Temporal airway microbiome changes related to ventilator-associated pneumonia in children

Collaborators, Affiliations
Multicenter Study

Temporal airway microbiome changes related to ventilator-associated pneumonia in children

Peter M Mourani et al. Eur Respir J. .

Abstract

We sought to determine whether temporal changes in the lower airway microbiome are associated with ventilator-associated pneumonia (VAP) in children.Using a multicentre prospective study of children aged 31 days to 18 years requiring mechanical ventilation support for >72 h, daily tracheal aspirates were collected and analysed by sequencing of the 16S rRNA gene. VAP was assessed using 2008 Centers for Disease Control and Prevention paediatric criteria. The association between microbial factors and VAP was evaluated using joint longitudinal time-to-event modelling, matched case-control comparisons and unsupervised clustering.Out of 366 eligible subjects, 66 (15%) developed VAP at a median of 5 (interquartile range 3-5) days post intubation.
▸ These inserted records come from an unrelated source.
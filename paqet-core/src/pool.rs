use crate::error::{Error, Result};
use crate::proto::TargetAddr;
use crate::server::dialer::Dialer;
use std::ops::{Deref, DerefMut};
use std::sync::atomic::{AtomicBool, Ordering};
use std::sync::Arc;
use std::time::{Duration, Instant};
use tokio::net::TcpStream;
use tokio::sync::{mpsc, Mutex};
use tokio_util::sync::CancellationToken;

const SWEEP_PERIOD: Duration = Duration::from_secs(30);

struct IdleConn {
    stream: TcpStream,
    returned_at: Instant,
}

/// Bounded pool of idle TCP connections to one target. A background
/// sweeper evicts entries idle past the timeout; borrowed connections
/// return on drop unless marked unusable.
pub struct ConnPool {
    target: TargetAddr,
    dialer: Arc<Dialer>,
    idle_tx: mpsc::Sender<IdleConn>,
    idle_rx: Mutex<mpsc::Receiver<IdleConn>>,
    idle_timeout: Duration,
    closed: AtomicBool,
}

impl ConnPool {
    pub fn new(
        target: TargetAddr,
        dialer: Arc<Dialer>,
        max_size: usize,
        idle_timeout: Duration,
        cancel: &CancellationToken,
    ) -> Arc<Self> {
        let (idle_tx, idle_rx) = mpsc::channel(max_size.max(1));
        let pool = Arc::new(Self {
            target,
            dialer,
            idle_tx,
            idle_rx: Mutex::new(idle_rx),
            idle_timeout,
            closed: AtomicBool::new(false),
        });
        pool.clone().spawn_sweeper(cancel.clone());
        pool
    }

    fn spawn_sweeper(self: Arc<Self>, cancel: CancellationToken) {
        tokio::spawn(async move {
            let mut ticker = tokio::time::interval(SWEEP_PERIOD);
            ticker.set_missed_tick_behavior(tokio::time::MissedTickBehavior::Delay);
            loop {
                tokio::select! {
                    _ = cancel.cancelled() => {
                        self.close();
                        return;
                    }
                    _ = ticker.tick() => {}
                }
                if self.closed.load(Ordering::Relaxed) {
                    return;
                }
                self.sweep().await;
            }
        });
    }

    /// Drop idle entries past the timeout, keep the rest.
    async fn sweep(&self) {
        let mut keep = Vec::new();
        {
            let mut rx = self.idle_rx.lock().await;
            while let Ok(idle) = rx.try_recv() {
                if idle.returned_at.elapsed() < self.idle_timeout {
                    keep.push(idle);
                }
            }
        }
        for idle in keep {
            let _ = self.idle_tx.try_send(idle);
        }
    }

    /// Borrow an idle connection or dial a fresh one.
    pub async fn get(self: &Arc<Self>) -> Result<PooledConn> {
        if self.closed.load(Ordering::Relaxed) {
            return Err(Error::network("connection pool is closed"));
        }
        loop {
            let idle = {
                let mut rx = self.idle_rx.lock().await;
                rx.try_recv().ok()
            };
            match idle {
                Some(idle) if idle.returned_at.elapsed() < self.idle_timeout => {
                    return Ok(PooledConn {
                        stream: Some(idle.stream),
                        pool: self.clone(),
                        unusable: false,
                    });
                }
                Some(_) => continue,
                None => break,
            }
        }
        let stream = self.dialer.dial(&self.target).await?;
        Ok(PooledConn {
            stream: Some(stream),
            pool: self.clone(),
            unusable: false,
        })
    }

    fn give_back(&self, stream: TcpStream) {
        if self.closed.load(Ordering::Relaxed) {
            return;
        }
        let _ = self.idle_tx.try_send(IdleConn {
            stream,
            returned_at: Instant::now(),
        });
    }

    pub fn close(&self) {
        self.closed.store(true, Ordering::Relaxed);
    }

    pub async fn idle_len(&self) -> usize {
        self.idle_rx.lock().await.len()
    }
}

/// A TCP connection borrowed from a pool. Returns to the pool on drop;
/// `mark_unusable` makes the pool discard it instead.
pub struct PooledConn {
    stream: Option<TcpStream>,
    pool: Arc<ConnPool>,
    unusable: bool,
}

impl PooledConn {
    pub fn mark_unusable(&mut self) {
        self.unusable = true;
    }
}

impl Deref for PooledConn {
    type Target = TcpStream;

    fn deref(&self) -> &TcpStream {
        self.stream.as_ref().unwrap()
    }
}

impl DerefMut for PooledConn {
    fn deref_mut(&mut self) -> &mut TcpStream {
        self.stream.as_mut().unwrap()
    }
}

impl Drop for PooledConn {
    fn drop(&mut self) {
        if let Some(stream) = self.stream.take() {
            if !self.unusable {
                self.pool.give_back(stream);
            }
        }
    }
}

#[cfg(test)]
mod tests {
    use super::*;
    use tokio::io::{AsyncReadExt, AsyncWriteExt};
    use tokio::net::TcpListener;

    async fn echo_server() -> std::net::SocketAddr {
        let listener = TcpListener::bind("127.0.0.1:0").await.unwrap();
        let addr = listener.local_addr().unwrap();
        tokio::spawn(async move {
            loop {
                let Ok((mut stream, _)) = listener.accept().await else {
                    return;
                };
                tokio::spawn(async move {
                    let mut buf = [0u8; 1024];
                    while let Ok(n) = stream.read(&mut buf).await {
                        if n == 0 {
                            break;
                        }
                        if stream.write_all(&buf[..n]).await.is_err() {
                            break;
                        }
                    }
                });
            }
        });
        addr
    }

    fn pool_for(addr: std::net::SocketAddr, cancel: &CancellationToken) -> Arc<ConnPool> {
        ConnPool::new(
            TargetAddr::Ip(addr),
            Arc::new(Dialer::Direct),
            4,
            Duration::from_secs(60),
            cancel,
        )
    }

    #[tokio::test]
    async fn test_get_and_reuse() {
        let addr = echo_server().await;
        let cancel = CancellationToken::new();
        let pool = pool_for(addr, &cancel);

        let mut conn = pool.get().await.unwrap();
        conn.write_all(b"ping").await.unwrap();
        let mut buf = [0u8; 4];
        conn.read_exact(&mut buf).await.unwrap();
        assert_eq!(&buf, b"ping");
        drop(conn);

        assert_eq!(pool.idle_len().await, 1);
        let _conn = pool.get().await.unwrap();
        assert_eq!(pool.idle_len().await, 0);
    }

    #[tokio::test]
    async fn test_unusable_not_returned() {
        let addr = echo_server().await;
        let cancel = CancellationToken::new();
        let pool = pool_for(addr, &cancel);

        let mut conn = pool.get().await.unwrap();
        conn.mark_unusable();
        drop(conn);
        assert_eq!(pool.idle_len().await, 0);
    }

    #[tokio::test]
    async fn test_closed_pool_rejects() {
        let addr = echo_server().await;
        let cancel = CancellationToken::new();
        let pool = pool_for(addr, &cancel);
        pool.close();
        assert!(pool.get().await.is_err());
    }
}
At intubation, there was no difference in total bacterial load (TBL), but Shannon diversity and the relative abundance of Streptococcus, Lactobacillales and Prevotella were lower for VAP subjects versus non-VAP subjects. However, higher TBL on each sequential day was associated with a lower hazard (hazard ratio 0.39, 95% CI 0.23-0.64) for developing VAP, but sequential values of diversity were not associated with VAP. Similar findings were observed from the matched analysis and unsupervised clustering. The most common dominant VAP pathogens included Prevotella species (19%), Pseudomonas aeruginosa (14%) and Streptococcus mitis/pneumoniae (10%). Mycoplasma and Ureaplasma were also identified as dominant organisms in several subjects.In mechanically ventilated children, changes over time in microbial factors were marginally associated with VAP risk, although these changes were not suitable for predicting VAP in individual patients. These findings suggest that focusing exclusively on pathogen burden may not adequately inform VAP diagnosis.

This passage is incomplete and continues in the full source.